#### TASK BRIEF:
A single figure is required: the number of lines below that contain "Normal".

[EXCERPTED DATA]

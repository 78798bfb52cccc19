//! World container
//!
//! Owns every live entity except the player and the helicopter currently
//! carrying the player (that one is moved into the lift state for the
//! duration of the ride). Camera and lift scrolling go through the single
//! `translate` below, so a frame's displacement is applied to every entity
//! class atomically; nothing can be left behind in stale camera space.

use super::coin::Coin;
use super::helicopter::Helicopter;
use super::platform::Platform;
use super::text::FloatingText;
use super::VIEW_H;

#[derive(Debug, Default)]
pub struct World {
    pub platforms: Vec<Platform>,
    pub coins: Vec<Coin>,
    pub helicopters: Vec<Helicopter>,
    pub texts: Vec<FloatingText>,
}

impl World {
    pub fn new() -> Self {
        Self::default()
    }

    /// Shift every live entity down by `dy`. The caller is responsible for
    /// displacing the player (and its trail) consistently in the same frame.
    pub fn translate(&mut self, dy: f32) {
        for p in &mut self.platforms {
            p.rect.y += dy;
        }
        for c in &mut self.coins {
            c.rect.y += dy;
        }
        for h in &mut self.helicopters {
            h.rect.y += dy;
        }
        for t in &mut self.texts {
            t.y += dy;
        }
    }

    /// Advance self-contained animation counters: coin bobbing, spring
    /// decompression, floating-text lifetimes.
    pub fn tick_animations(&mut self) {
        for c in &mut self.coins {
            c.tick_animation();
        }
        for p in &mut self.platforms {
            p.tick_animation();
        }
        for t in &mut self.texts {
            t.tick();
        }
    }

    /// The vertical position of the generation frontier: the top edge of
    /// the highest live platform, if any.
    pub fn highest_platform_y(&self) -> Option<f32> {
        self.platforms
            .iter()
            .map(|p| p.rect.y)
            .min_by(|a, b| a.total_cmp(b))
    }

    /// Remove entities that are done: platforms scrolled below the viewport
    /// or with an elapsed decay window, off-screen coins, helicopters whose
    /// vanish hop finished, expired popups.
    pub fn prune(&mut self, frame: u64) {
        self.platforms
            .retain(|p| p.rect.y <= VIEW_H && !p.decay_elapsed(frame));
        self.coins.retain(|c| c.rect.y <= VIEW_H);
        self.helicopters.retain(|h| !h.vanish_finished());
        self.texts.retain(|t| t.life > 0);
    }
}

#[cfg(test)]
mod tests {
    use super::*;
    use crate::game::coin::CoinValue;
    use crate::game::platform::PlatformKind;

    #[test]
    fn test_translate_moves_every_entity_class() {
        let mut world = World::new();
        world
            .platforms
            .push(Platform::new(0.0, 100.0, PlatformKind::Normal));
        world.coins.push(Coin::new(10.0, 80.0, CoinValue::Common));
        let anchor = world.platforms[0].rect;
        world.helicopters.push(Helicopter::anchored_above(&anchor));
        world
            .texts
            .push(FloatingText::coin_gain(5.0, 50.0, 1, CoinValue::Common));

        let heli_y = world.helicopters[0].rect.y;
        world.translate(25.0);

        assert_eq!(world.platforms[0].rect.y, 125.0);
        assert_eq!(world.coins[0].rect.y, 105.0);
        assert_eq!(world.helicopters[0].rect.y, heli_y + 25.0);
        assert_eq!(world.texts[0].y, 75.0);
    }

    #[test]
    fn test_prune_offscreen_and_decayed() {
        let mut world = World::new();
        world
            .platforms
            .push(Platform::new(0.0, VIEW_H + 1.0, PlatformKind::Normal));
        world.platforms.push(Platform::new(
            0.0,
            100.0,
            PlatformKind::Disappearing {
                activated_at: Some(0),
            },
        ));
        world
            .platforms
            .push(Platform::new(0.0, 200.0, PlatformKind::Normal));
        world.coins.push(Coin::new(0.0, VIEW_H + 5.0, CoinValue::Rare));

        world.prune(crate::game::platform::DECAY_FRAMES);

        assert_eq!(world.platforms.len(), 1);
        assert_eq!(world.platforms[0].rect.y, 200.0);
        assert!(world.coins.is_empty());
    }

    #[test]
    fn test_highest_platform() {
        let mut world = World::new();
        assert!(world.highest_platform_y().is_none());
        world
            .platforms
            .push(Platform::new(0.0, 300.0, PlatformKind::Normal));
        world
            .platforms
            .push(Platform::new(0.0, 120.0, PlatformKind::Normal));
        assert_eq!(world.highest_platform_y(), Some(120.0));
    }
}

[/EXCERPTED DATA]

#### REPLY:
5